Start of Data listing

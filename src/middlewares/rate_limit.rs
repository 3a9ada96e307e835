/*!
 * 速率限制中间件
 *
 * 此中间件用于限制开始作答和提交作答的频率。
 *
 * ## 使用方法
 *
 * ```rust,ignore
 * use actix_web::{web, App};
 * use crate::middlewares::rate_limit::RateLimit;
 *
 * App::new()
 *     .service(
 *         web::scope("/api/v1/attempts")
 *             .wrap(RequireJWT)
 *             .route(
 *                 "/{attempt_id}/submit",
 *                 web::post().to(submit_attempt).wrap(RateLimit::attempts()),
 *             )
 *     )
 * ```
 *
 * ## 限制规则
 *
 * - 已认证请求使用用户 ID 作为限制键，否则使用客户端 IP
 * - 计数窗口从第一次请求开始，窗口结束后重新计数
 * - 超过限制返回 429 Too Many Requests
 */

use actix_service::{Service, Transform};
use actix_web::{
    Error, HttpMessage, HttpResponse,
    body::EitherBody,
    dev::{ServiceRequest, ServiceResponse},
    http::StatusCode,
    http::header::{CONTENT_TYPE, HeaderMap, HeaderName, HeaderValue},
};
use futures_util::future::{LocalBoxFuture, Ready, ready};
use moka::future::Cache;
use once_cell::sync::Lazy;
use std::rc::Rc;
use std::time::{Duration, Instant};
use tracing::warn;

use crate::config::AppConfig;
use crate::models::users::entities::CurrentUser;
use crate::models::{ApiResponse, ErrorCode};

/// 一个限流窗口内的计数
#[derive(Debug, Clone, Copy)]
struct RateWindow {
    count: u32,
    started: Instant,
}

/// 全局速率限制缓存
/// 键: 路由前缀:用户或IP，值: 当前窗口
static RATE_LIMIT_CACHE: Lazy<Cache<String, RateWindow>> = Lazy::new(|| {
    let window_secs = AppConfig::get().rate_limit.window_secs.max(1);
    Cache::builder()
        .time_to_live(Duration::from_secs(window_secs))
        .max_capacity(100_000)
        .build()
});

/// 速率限制配置
#[derive(Clone)]
pub struct RateLimit {
    /// 时间窗口内允许的最大请求数
    max_requests: u32,
    /// 时间窗口（秒）
    window_secs: u64,
    /// 限制键前缀（用于区分不同端点）
    key_prefix: String,
}

impl RateLimit {
    /// 创建新的速率限制器
    ///
    /// # 参数
    /// - `max_requests`: 时间窗口内允许的最大请求数
    /// - `window_secs`: 时间窗口（秒）
    pub fn new(max_requests: u32, window_secs: u64) -> Self {
        Self {
            max_requests,
            window_secs,
            key_prefix: String::new(),
        }
    }

    /// 设置限制键前缀
    pub fn with_prefix(mut self, prefix: &str) -> Self {
        self.key_prefix = prefix.to_string();
        self
    }

    /// 开始作答与提交作答限制，取自配置 `rate_limit`
    pub fn attempts() -> Self {
        let config = &AppConfig::get().rate_limit;
        Self::new(config.attempt_requests, config.window_secs).with_prefix("attempts")
    }
}

impl RateWindow {
    fn fresh(now: Instant) -> Self {
        Self {
            count: 0,
            started: now,
        }
    }

    /// 窗口过期后从零开始计数
    fn current(self, now: Instant, window: Duration) -> Self {
        if now.duration_since(self.started) >= window {
            Self::fresh(now)
        } else {
            self
        }
    }

    /// 距离窗口结束的秒数
    fn retry_after(&self, now: Instant, window: Duration) -> u64 {
        window
            .saturating_sub(now.duration_since(self.started))
            .as_secs()
            .max(1)
    }
}

/// 从请求中提取客户端 IP
///
/// 安全注意事项：
/// - 如果服务部署在反向代理后面，需要在反向代理中配置正确的 X-Forwarded-For / X-Real-IP 头
/// - 此实现会验证 IP 格式，防止伪造的无效头导致问题
/// - 在不可信网络中直接暴露服务时，攻击者可能伪造转发头来绕过限制
fn extract_client_ip(req: &ServiceRequest) -> String {
    // 尝试从连接信息获取真实 IP（最可信）
    let connection_ip = req
        .connection_info()
        .realip_remote_addr()
        .map(|s| s.to_string());

    // 如果连接信息有有效 IP，优先使用
    if let Some(ref ip) = connection_ip
        && is_valid_ip(ip)
    {
        return ip.clone();
    }

    // 从 X-Forwarded-For 头获取（用于反向代理场景）
    // 只取第一个 IP（最接近客户端的）
    if let Some(forwarded) = req.headers().get("X-Forwarded-For")
        && let Ok(value) = forwarded.to_str()
        && let Some(ip) = value.split(',').next()
    {
        let ip = ip.trim();
        if is_valid_ip(ip) {
            return ip.to_string();
        }
    }

    // 从 X-Real-IP 头获取
    if let Some(real_ip) = req.headers().get("X-Real-IP")
        && let Ok(ip) = real_ip.to_str()
    {
        let ip = ip.trim();
        if is_valid_ip(ip) {
            return ip.to_string();
        }
    }

    // 如果都没有有效 IP，使用连接信息的默认值
    connection_ip.unwrap_or_else(|| "unknown".to_string())
}

/// 验证 IP 地址格式是否有效
fn is_valid_ip(ip: &str) -> bool {
    use std::net::IpAddr;
    ip.parse::<IpAddr>().is_ok()
}

/// 从请求中提取用户 ID（如果已认证）
fn extract_user_id(req: &ServiceRequest) -> Option<i64> {
    req.extensions().get::<CurrentUser>().map(|user| user.id)
}

/// 创建速率限制错误响应
fn create_rate_limit_response(retry_after: u64) -> HttpResponse {
    HttpResponse::build(StatusCode::TOO_MANY_REQUESTS)
        .insert_header((CONTENT_TYPE, "application/json; charset=utf-8"))
        .insert_header(("Retry-After", retry_after.to_string()))
        .insert_header(("X-RateLimit-Remaining", "0"))
        .json(ApiResponse::<()>::error_empty(
            ErrorCode::RateLimitExceeded,
            "请求过于频繁，请稍后再试",
        ))
}

impl<S, B> Transform<S, ServiceRequest> for RateLimit
where
    S: Service<ServiceRequest, Response = ServiceResponse<B>, Error = Error> + 'static,
    B: 'static,
{
    type Response = ServiceResponse<EitherBody<B>>;
    type Error = Error;
    type InitError = ();
    type Transform = RateLimitMiddleware<S>;
    type Future = Ready<Result<Self::Transform, Self::InitError>>;

    fn new_transform(&self, service: S) -> Self::Future {
        ready(Ok(RateLimitMiddleware {
            service: Rc::new(service),
            max_requests: self.max_requests,
            window_secs: self.window_secs,
            key_prefix: self.key_prefix.clone(),
        }))
    }
}

pub struct RateLimitMiddleware<S> {
    service: Rc<S>,
    max_requests: u32,
    window_secs: u64,
    key_prefix: String,
}

impl<S, B> Service<ServiceRequest> for RateLimitMiddleware<S>
where
    S: Service<ServiceRequest, Response = ServiceResponse<B>, Error = Error> + 'static,
    B: 'static,
{
    type Response = ServiceResponse<EitherBody<B>>;
    type Error = Error;
    type Future = LocalBoxFuture<'static, Result<Self::Response, Self::Error>>;

    fn poll_ready(
        &self,
        ctx: &mut std::task::Context<'_>,
    ) -> std::task::Poll<Result<(), Self::Error>> {
        self.service.poll_ready(ctx)
    }

    fn call(&self, req: ServiceRequest) -> Self::Future {
        let srv = self.service.clone();
        let max_requests = self.max_requests;
        let window_secs = self.window_secs;
        let key_prefix = self.key_prefix.clone();

        Box::pin(async move {
            // 构建限制键
            let identifier = extract_user_id(&req)
                .map(|id| format!("user:{}", id))
                .unwrap_or_else(|| format!("ip:{}", extract_client_ip(&req)));

            let cache_key = if key_prefix.is_empty() {
                identifier
            } else {
                format!("{}:{}", key_prefix, identifier)
            };

            // 获取当前窗口
            let now = Instant::now();
            let window = Duration::from_secs(window_secs);
            let current = RATE_LIMIT_CACHE
                .get(&cache_key)
                .await
                .map(|w| w.current(now, window))
                .unwrap_or_else(|| RateWindow::fresh(now));

            // 检查是否超过限制
            if current.count >= max_requests {
                warn!(
                    "Rate limit exceeded for key: {} (count: {}/{})",
                    cache_key, current.count, max_requests
                );
                let retry_after = current.retry_after(now, window);
                return Ok(req
                    .into_response(create_rate_limit_response(retry_after).map_into_right_body()));
            }

            // 增加计数
            let updated = RateWindow {
                count: current.count + 1,
                ..current
            };
            RATE_LIMIT_CACHE.insert(cache_key.clone(), updated).await;

            let info = RateLimitInfo {
                remaining: max_requests.saturating_sub(updated.count),
                limit: max_requests,
                reset: updated.retry_after(now, window),
            };

            // 继续处理请求，并添加速率限制头
            let mut res = srv.call(req).await?;
            info.apply(res.headers_mut());
            Ok(res.map_into_left_body())
        })
    }
}

/// 速率限制信息
#[derive(Clone)]
pub struct RateLimitInfo {
    pub remaining: u32,
    pub limit: u32,
    pub reset: u64,
}

impl RateLimitInfo {
    fn apply(&self, headers: &mut HeaderMap) {
        for (name, value) in [
            ("x-ratelimit-limit", u64::from(self.limit)),
            ("x-ratelimit-remaining", u64::from(self.remaining)),
            ("x-ratelimit-reset", self.reset),
        ] {
            headers.insert(HeaderName::from_static(name), HeaderValue::from(value));
        }
    }
}

#[cfg(test)]
mod tests {
    use super::*;
    use actix_web::{App, web};
    use actix_web::test as actix_test;

    #[test]
    fn test_attempts_preset_uses_config() {
        let limit = RateLimit::attempts();
        let config = &AppConfig::get().rate_limit;
        assert_eq!(limit.max_requests, config.attempt_requests);
        assert_eq!(limit.window_secs, config.window_secs);
        assert_eq!(limit.key_prefix, "attempts");
    }

    #[test]
    fn test_window_resets_after_expiry() {
        let start = Instant::now();
        let window = Duration::from_secs(60);
        let used = RateWindow {
            count: 5,
            started: start,
        };

        assert_eq!(used.current(start + Duration::from_secs(30), window).count, 5);
        assert_eq!(used.current(start + Duration::from_secs(60), window).count, 0);
        assert_eq!(used.retry_after(start + Duration::from_secs(45), window), 15);
    }

    #[actix_web::test]
    async fn test_requests_over_limit_are_rejected() {
        let app = actix_test::init_service(
            App::new().service(
                web::scope("/limited")
                    .wrap(RateLimit::new(2, 60).with_prefix("test_over_limit"))
                    .route("", web::post().to(|| async { HttpResponse::Ok().finish() })),
            ),
        )
        .await;

        for _ in 0..2 {
            let req = actix_test::TestRequest::post().uri("/limited").to_request();
            let resp = actix_test::call_service(&app, req).await;
            assert_eq!(resp.status(), StatusCode::OK);
            assert!(resp.headers().contains_key("x-ratelimit-remaining"));
        }

        let req = actix_test::TestRequest::post().uri("/limited").to_request();
        let resp = actix_test::call_service(&app, req).await;
        assert_eq!(resp.status(), StatusCode::TOO_MANY_REQUESTS);
        assert!(resp.headers().contains_key("Retry-After"));
    }
}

End of Data listing

### Requirement
Where the word "async" occurs in a line of the records, copy that line.

### Exercise result
        Box::pin(async move {
    async fn test_requests_over_limit_are_rejected() {
                    .route("", web::post().to(|| async { HttpResponse::Ok().finish() })),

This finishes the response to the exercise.